| Work instruction |
Provide an exact reproduction of every entry.

——

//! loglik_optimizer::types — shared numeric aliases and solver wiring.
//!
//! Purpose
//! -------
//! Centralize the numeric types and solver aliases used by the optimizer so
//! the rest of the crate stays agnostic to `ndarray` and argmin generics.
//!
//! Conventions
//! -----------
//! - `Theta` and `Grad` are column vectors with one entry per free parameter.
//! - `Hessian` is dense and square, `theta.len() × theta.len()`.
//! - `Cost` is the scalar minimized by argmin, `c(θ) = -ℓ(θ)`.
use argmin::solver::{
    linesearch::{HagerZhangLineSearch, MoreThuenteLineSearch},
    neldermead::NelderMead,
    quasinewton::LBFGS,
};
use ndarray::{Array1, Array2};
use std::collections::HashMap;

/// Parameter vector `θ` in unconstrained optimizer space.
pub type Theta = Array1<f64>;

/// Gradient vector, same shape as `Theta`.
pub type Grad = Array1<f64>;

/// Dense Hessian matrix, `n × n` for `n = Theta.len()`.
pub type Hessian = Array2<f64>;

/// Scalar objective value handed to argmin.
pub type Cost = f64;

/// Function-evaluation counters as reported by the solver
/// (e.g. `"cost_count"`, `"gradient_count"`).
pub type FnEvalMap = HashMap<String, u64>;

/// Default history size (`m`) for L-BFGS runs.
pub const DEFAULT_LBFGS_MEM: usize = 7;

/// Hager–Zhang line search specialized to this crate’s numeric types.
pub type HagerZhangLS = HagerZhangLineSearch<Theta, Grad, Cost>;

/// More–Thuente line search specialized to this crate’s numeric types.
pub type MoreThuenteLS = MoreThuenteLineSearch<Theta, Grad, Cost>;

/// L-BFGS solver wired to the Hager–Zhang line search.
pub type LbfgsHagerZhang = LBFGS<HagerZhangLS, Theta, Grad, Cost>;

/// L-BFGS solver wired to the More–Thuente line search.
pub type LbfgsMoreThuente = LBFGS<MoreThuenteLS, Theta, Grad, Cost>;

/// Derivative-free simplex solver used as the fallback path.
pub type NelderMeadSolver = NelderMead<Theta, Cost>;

——

| Task solution |
//! loglik_optimizer::types — shared numeric aliases and solver wiring.
//!
//! Purpose
//! -------
//! Centralize the numeric types and solver aliases used by the optimizer so
//! the rest of the crate stays agnostic to `ndarray` and argmin generics.
//!
//! Conventions
//! -----------
//! - `Theta` and `Grad` are column vectors with one entry per free parameter.
//! - `Hessian` is dense and square, `theta.len() × theta.len()`.
//! - `Cost` is the scalar minimized by argmin, `c(θ) = -ℓ(θ)`.
use argmin::solver::{
    linesearch::{HagerZhangLineSearch, MoreThuenteLineSearch},
    neldermead::NelderMead,
    quasinewton::LBFGS,
};
use ndarray::{Array1, Array2};
use std::collections::HashMap;

/// Parameter vector `θ` in unconstrained optimizer space.
pub type Theta = Array1<f64>;

/// Gradient vector, same shape as `Theta`.
pub type Grad = Array1<f64>;

/// Dense Hessian matrix, `n × n` for `n = Theta.len()`.
pub type Hessian = Array2<f64>;

/// Scalar objective value handed to argmin.
pub type Cost = f64;

/// Function-evaluation counters as reported by the solver
/// (e.g. `"cost_count"`, `"gradient_count"`).
pub type FnEvalMap = HashMap<String, u64>;

/// Default history size (`m`) for L-BFGS runs.
pub const DEFAULT_LBFGS_MEM: usize = 7;

/// Hager–Zhang line search specialized to this crate’s numeric types.
pub type HagerZhangLS = HagerZhangLineSearch<Theta, Grad, Cost>;

/// More–Thuente line search specialized to this crate’s numeric types.
pub type MoreThuenteLS = MoreThuenteLineSearch<Theta, Grad, Cost>;

/// L-BFGS solver wired to the Hager–Zhang line search.
pub type LbfgsHagerZhang = LBFGS<HagerZhangLS, Theta, Grad, Cost>;

/// L-BFGS solver wired to the More–Thuente line search.
pub type LbfgsMoreThuente = LBFGS<MoreThuenteLS, Theta, Grad, Cost>;

/// Derivative-free simplex solver used as the fallback path.
pub type NelderMeadSolver = NelderMead<Theta, Cost>;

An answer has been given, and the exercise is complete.